- PROBLEM DESCRIPTION: Exactly the lines from the opening of the records through the line containing "pub fn update_snapshot(&mut" should be copied, with both included.

Stored data entries

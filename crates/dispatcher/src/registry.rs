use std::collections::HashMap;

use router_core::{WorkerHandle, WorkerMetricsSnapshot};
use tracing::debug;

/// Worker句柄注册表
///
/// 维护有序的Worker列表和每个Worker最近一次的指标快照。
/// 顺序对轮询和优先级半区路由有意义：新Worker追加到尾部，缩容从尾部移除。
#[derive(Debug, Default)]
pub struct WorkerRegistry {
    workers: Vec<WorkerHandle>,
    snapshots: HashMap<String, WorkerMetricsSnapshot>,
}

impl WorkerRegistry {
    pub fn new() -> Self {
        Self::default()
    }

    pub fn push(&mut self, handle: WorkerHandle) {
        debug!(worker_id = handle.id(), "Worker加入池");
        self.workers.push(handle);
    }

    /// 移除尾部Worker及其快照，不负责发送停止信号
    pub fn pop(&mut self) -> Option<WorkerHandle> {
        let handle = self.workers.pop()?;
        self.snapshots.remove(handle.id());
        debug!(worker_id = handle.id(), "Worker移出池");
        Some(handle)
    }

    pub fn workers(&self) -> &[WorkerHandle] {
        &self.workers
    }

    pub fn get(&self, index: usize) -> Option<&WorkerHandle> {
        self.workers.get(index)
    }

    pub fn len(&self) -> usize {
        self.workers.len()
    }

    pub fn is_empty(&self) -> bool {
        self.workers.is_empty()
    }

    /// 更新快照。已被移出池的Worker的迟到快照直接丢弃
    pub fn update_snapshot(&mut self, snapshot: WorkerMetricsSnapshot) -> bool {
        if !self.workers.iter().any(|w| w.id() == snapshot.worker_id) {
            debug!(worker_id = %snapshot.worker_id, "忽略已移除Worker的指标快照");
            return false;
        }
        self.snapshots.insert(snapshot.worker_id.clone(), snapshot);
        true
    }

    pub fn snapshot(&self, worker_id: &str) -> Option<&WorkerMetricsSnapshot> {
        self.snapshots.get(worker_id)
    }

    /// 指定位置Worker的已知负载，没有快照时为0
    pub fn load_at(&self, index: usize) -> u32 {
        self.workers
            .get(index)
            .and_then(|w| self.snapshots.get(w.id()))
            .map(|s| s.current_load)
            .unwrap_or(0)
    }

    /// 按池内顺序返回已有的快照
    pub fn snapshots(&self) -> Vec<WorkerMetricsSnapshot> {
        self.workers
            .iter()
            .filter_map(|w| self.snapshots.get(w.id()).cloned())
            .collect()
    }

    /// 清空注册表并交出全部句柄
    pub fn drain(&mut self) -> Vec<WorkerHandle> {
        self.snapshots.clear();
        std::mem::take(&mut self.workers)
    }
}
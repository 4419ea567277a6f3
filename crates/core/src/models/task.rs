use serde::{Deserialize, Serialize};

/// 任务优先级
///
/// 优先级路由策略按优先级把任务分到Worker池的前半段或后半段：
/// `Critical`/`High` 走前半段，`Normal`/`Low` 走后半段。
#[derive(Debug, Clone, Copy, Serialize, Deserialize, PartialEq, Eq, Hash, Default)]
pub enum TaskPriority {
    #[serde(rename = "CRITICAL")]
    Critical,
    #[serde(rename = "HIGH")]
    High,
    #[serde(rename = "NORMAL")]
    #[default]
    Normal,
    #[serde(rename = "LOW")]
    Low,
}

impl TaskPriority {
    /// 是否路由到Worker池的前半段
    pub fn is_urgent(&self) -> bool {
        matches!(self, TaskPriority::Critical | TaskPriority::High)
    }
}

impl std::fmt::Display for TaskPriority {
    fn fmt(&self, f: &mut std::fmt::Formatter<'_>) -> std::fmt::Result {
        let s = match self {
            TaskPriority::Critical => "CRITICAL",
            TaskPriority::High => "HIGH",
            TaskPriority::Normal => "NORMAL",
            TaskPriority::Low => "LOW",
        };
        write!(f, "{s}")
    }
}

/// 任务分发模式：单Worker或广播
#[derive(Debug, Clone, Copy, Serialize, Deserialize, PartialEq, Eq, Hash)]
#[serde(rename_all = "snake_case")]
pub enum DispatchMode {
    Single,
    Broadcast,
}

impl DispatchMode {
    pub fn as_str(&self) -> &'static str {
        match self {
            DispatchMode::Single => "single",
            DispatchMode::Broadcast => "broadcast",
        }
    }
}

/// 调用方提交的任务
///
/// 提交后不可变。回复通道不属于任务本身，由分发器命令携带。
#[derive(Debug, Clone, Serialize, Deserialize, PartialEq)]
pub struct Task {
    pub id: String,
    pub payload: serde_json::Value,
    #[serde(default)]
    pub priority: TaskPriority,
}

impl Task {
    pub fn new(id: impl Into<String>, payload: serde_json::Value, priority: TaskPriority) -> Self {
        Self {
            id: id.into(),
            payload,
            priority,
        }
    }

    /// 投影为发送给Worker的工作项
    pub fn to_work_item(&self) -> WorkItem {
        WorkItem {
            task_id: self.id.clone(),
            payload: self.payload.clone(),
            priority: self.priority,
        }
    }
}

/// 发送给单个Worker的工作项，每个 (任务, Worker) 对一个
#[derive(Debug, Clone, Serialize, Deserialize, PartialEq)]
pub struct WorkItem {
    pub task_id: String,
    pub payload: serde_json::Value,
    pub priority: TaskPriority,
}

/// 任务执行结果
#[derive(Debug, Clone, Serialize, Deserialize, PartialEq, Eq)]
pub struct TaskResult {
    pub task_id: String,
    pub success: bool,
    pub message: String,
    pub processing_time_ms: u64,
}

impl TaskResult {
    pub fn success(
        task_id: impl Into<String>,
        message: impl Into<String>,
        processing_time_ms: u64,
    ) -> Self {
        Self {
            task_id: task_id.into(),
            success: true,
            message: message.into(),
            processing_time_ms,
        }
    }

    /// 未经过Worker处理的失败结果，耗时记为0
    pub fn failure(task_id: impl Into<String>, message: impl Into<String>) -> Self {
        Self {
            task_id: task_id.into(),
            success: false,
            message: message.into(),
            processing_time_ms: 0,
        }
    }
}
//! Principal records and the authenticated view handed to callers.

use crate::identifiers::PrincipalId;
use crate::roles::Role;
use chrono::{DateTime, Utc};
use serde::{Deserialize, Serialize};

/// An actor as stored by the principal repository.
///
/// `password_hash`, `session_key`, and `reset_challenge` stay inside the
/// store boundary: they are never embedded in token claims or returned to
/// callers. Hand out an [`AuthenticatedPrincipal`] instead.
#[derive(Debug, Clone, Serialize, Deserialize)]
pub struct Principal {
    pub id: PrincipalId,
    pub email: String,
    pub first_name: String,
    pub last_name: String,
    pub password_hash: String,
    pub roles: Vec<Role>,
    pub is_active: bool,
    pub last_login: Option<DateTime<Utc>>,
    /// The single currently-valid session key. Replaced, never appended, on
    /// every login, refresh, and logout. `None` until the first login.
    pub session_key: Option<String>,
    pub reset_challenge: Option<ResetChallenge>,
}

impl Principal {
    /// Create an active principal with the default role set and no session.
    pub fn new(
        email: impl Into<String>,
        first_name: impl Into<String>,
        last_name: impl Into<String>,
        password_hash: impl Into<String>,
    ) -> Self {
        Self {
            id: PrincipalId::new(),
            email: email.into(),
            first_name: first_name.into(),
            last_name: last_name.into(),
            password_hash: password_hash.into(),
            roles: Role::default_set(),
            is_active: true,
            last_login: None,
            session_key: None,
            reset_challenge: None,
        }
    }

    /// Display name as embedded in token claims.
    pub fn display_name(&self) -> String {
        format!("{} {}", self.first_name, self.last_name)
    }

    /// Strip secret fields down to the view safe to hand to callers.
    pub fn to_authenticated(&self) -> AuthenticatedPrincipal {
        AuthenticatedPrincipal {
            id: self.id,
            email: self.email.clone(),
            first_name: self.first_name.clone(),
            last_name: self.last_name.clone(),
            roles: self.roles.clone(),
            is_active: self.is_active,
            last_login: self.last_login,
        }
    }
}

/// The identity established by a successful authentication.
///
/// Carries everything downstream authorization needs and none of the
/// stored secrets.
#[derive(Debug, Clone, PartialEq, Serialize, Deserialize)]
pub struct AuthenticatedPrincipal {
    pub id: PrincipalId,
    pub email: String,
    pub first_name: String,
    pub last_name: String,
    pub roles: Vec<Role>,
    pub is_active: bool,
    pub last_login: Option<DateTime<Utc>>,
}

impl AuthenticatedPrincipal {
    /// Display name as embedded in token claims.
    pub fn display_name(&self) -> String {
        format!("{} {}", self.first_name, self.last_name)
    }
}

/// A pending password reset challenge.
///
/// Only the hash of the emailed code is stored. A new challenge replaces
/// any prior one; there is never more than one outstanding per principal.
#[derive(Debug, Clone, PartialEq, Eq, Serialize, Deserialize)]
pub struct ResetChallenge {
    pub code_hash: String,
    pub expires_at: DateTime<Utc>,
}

- SOLUTION TO THE EXERCISE:
filename crates/dispatcher/src/registry.rs
use std::collections::HashMap;

use router_core::{WorkerHandle, WorkerMetricsSnapshot};
use tracing::debug;

/// Worker句柄注册表
///
/// 维护有序的Worker列表和每个Worker最近一次的指标快照。
/// 顺序对轮询和优先级半区路由有意义：新Worker追加到尾部，缩容从尾部移除。
#[derive(Debug, Default)]
pub struct WorkerRegistry {
    workers: Vec<WorkerHandle>,
    snapshots: HashMap<String, WorkerMetricsSnapshot>,
}

impl WorkerRegistry {
    pub fn new() -> Self {
        Self::default()
    }

    pub fn push(&mut self, handle: WorkerHandle) {
        debug!(worker_id = handle.id(), "Worker加入池");
        self.workers.push(handle);
    }

    /// 移除尾部Worker及其快照，不负责发送停止信号
    pub fn pop(&mut self) -> Option<WorkerHandle> {
        let handle = self.workers.pop()?;
        self.snapshots.remove(handle.id());
        debug!(worker_id = handle.id(), "Worker移出池");
        Some(handle)
    }

    pub fn workers(&self) -> &[WorkerHandle] {
        &self.workers
    }

    pub fn get(&self, index: usize) -> Option<&WorkerHandle> {
        self.workers.get(index)
    }

    pub fn len(&self) -> usize {
        self.workers.len()
    }

    pub fn is_empty(&self) -> bool {
        self.workers.is_empty()
    }

    /// 更新快照。已被移出池的Worker的迟到快照直接丢弃
    pub fn update_snapshot(&mut self, snapshot: WorkerMetricsSnapshot) -> bool {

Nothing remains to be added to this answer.